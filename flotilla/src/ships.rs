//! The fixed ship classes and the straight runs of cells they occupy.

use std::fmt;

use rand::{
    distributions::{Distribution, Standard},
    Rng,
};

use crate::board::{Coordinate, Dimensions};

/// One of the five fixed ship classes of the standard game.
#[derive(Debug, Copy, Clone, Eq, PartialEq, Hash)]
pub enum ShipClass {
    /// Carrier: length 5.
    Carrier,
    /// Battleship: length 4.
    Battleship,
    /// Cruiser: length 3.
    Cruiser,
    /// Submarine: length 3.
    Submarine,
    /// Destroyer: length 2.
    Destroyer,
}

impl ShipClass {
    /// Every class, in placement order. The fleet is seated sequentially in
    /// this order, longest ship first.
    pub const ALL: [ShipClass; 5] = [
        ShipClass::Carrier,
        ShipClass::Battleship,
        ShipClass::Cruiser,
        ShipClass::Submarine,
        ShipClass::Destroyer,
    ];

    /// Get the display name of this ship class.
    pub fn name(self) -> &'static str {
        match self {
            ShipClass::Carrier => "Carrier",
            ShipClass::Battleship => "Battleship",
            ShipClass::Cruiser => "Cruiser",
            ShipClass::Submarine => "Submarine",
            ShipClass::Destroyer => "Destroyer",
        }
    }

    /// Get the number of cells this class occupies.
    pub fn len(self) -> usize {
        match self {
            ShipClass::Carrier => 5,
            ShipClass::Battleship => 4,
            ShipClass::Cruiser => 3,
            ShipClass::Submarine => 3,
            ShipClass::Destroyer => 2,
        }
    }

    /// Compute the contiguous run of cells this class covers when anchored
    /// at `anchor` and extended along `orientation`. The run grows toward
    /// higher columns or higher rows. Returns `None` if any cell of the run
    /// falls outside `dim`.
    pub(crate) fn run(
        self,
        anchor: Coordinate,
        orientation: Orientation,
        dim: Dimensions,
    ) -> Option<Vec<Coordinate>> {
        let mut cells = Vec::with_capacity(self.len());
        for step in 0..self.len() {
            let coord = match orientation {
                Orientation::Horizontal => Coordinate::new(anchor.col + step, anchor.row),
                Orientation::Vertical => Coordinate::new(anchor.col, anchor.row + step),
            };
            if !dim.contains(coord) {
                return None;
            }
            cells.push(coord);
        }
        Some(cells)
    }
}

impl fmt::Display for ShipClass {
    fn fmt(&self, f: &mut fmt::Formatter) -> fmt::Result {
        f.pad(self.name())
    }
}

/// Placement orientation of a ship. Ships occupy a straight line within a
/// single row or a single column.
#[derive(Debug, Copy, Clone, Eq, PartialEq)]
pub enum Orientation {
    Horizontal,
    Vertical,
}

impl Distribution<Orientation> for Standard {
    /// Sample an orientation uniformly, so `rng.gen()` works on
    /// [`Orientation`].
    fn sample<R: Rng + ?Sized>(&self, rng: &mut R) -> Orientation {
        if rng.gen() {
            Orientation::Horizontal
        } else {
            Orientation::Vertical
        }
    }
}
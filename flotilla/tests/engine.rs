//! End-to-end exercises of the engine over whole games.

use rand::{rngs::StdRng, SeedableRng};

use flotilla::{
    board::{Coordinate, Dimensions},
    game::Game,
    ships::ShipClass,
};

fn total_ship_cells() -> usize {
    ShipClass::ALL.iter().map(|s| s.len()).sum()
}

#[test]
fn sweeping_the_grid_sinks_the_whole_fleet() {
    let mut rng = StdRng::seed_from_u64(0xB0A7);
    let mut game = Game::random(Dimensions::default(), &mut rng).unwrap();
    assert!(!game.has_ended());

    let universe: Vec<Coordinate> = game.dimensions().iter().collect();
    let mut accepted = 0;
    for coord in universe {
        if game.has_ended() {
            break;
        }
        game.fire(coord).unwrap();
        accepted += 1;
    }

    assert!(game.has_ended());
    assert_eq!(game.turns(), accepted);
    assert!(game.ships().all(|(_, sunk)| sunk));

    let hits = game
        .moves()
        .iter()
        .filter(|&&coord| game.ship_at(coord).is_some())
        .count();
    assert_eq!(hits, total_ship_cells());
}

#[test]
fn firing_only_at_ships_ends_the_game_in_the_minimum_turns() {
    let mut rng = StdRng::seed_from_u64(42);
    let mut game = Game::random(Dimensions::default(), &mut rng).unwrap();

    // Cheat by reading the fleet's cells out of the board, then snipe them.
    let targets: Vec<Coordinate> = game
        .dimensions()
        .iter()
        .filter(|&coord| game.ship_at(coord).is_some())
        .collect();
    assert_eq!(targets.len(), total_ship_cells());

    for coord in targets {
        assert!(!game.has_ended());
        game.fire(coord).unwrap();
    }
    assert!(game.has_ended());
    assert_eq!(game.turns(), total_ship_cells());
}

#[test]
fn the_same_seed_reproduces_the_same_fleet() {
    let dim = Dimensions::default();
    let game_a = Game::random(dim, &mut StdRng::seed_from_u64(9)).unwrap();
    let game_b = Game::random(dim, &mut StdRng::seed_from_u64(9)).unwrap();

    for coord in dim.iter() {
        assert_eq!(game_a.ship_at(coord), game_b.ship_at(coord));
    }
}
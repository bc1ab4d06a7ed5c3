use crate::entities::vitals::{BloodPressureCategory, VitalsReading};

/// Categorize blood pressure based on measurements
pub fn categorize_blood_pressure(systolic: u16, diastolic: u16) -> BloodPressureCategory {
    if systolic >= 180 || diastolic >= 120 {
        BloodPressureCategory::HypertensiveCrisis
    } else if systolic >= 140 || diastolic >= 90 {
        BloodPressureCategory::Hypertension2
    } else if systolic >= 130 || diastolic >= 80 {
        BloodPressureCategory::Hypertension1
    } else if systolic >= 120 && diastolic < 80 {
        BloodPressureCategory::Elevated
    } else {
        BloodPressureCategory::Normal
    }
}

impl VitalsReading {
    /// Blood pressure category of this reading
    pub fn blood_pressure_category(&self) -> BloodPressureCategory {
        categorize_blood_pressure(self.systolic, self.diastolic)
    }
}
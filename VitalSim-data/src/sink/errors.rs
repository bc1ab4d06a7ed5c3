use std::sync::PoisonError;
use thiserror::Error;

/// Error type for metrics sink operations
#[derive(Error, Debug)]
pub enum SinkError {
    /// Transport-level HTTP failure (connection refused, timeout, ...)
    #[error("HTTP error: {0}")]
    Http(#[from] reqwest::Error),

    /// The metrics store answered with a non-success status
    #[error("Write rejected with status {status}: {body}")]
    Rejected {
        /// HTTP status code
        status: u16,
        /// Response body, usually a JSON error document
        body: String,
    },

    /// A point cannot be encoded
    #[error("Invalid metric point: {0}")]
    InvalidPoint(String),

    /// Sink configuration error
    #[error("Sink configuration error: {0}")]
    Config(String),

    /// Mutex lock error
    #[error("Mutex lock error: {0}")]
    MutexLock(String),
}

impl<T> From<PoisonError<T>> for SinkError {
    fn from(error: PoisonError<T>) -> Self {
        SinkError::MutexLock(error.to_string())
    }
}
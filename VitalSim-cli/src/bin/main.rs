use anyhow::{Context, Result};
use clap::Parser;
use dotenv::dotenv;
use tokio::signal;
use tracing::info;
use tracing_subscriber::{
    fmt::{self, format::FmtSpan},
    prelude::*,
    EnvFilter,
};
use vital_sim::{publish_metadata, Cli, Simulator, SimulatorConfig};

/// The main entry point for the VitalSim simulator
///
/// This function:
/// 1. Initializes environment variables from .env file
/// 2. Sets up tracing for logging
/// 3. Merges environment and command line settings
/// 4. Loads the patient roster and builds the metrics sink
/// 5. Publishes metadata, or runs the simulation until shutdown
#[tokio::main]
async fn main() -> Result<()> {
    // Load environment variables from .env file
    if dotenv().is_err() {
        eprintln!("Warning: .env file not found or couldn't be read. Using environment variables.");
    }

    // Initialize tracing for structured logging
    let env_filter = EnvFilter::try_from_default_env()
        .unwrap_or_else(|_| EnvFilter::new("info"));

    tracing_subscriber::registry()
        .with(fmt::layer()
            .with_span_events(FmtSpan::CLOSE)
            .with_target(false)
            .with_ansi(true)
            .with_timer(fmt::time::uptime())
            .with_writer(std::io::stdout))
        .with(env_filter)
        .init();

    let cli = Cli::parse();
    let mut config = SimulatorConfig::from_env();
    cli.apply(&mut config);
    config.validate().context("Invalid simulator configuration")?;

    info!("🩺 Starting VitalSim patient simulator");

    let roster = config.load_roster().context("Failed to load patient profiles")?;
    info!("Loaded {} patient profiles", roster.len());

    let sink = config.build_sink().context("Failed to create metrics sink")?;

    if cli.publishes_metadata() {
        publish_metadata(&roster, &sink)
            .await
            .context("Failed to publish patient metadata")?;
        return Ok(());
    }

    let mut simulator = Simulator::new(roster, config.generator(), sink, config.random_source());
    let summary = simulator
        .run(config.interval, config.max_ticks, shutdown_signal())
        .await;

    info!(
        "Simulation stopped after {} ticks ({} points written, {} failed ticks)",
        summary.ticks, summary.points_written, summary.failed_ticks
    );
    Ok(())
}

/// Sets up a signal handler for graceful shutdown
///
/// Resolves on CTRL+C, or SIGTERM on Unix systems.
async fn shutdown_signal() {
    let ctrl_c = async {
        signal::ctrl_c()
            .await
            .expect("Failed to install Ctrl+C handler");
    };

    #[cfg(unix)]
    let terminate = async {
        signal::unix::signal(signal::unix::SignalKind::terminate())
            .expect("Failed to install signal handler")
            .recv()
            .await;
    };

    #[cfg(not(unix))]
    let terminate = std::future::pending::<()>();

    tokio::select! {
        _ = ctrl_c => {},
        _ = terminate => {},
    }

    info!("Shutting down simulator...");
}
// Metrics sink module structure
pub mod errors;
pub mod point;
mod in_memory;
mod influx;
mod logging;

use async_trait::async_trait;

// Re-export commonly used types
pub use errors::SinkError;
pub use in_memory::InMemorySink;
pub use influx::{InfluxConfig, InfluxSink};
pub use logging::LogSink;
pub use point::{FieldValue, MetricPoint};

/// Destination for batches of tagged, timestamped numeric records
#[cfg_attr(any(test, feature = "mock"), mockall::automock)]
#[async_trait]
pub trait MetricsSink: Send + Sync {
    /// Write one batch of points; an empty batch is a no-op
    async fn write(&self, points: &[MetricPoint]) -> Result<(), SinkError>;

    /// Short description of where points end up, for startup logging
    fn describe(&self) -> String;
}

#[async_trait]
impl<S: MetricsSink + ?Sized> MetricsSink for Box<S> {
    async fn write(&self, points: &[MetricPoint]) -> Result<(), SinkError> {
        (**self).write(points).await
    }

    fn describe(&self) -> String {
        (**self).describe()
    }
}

════════════════

_Problem requirements_
Please copy each line of the records above that holds the word "targets".

_Task result_
    let targets: Vec<Coordinate> = game
    assert_eq!(targets.len(), total_ship_cells());
    for coord in targets {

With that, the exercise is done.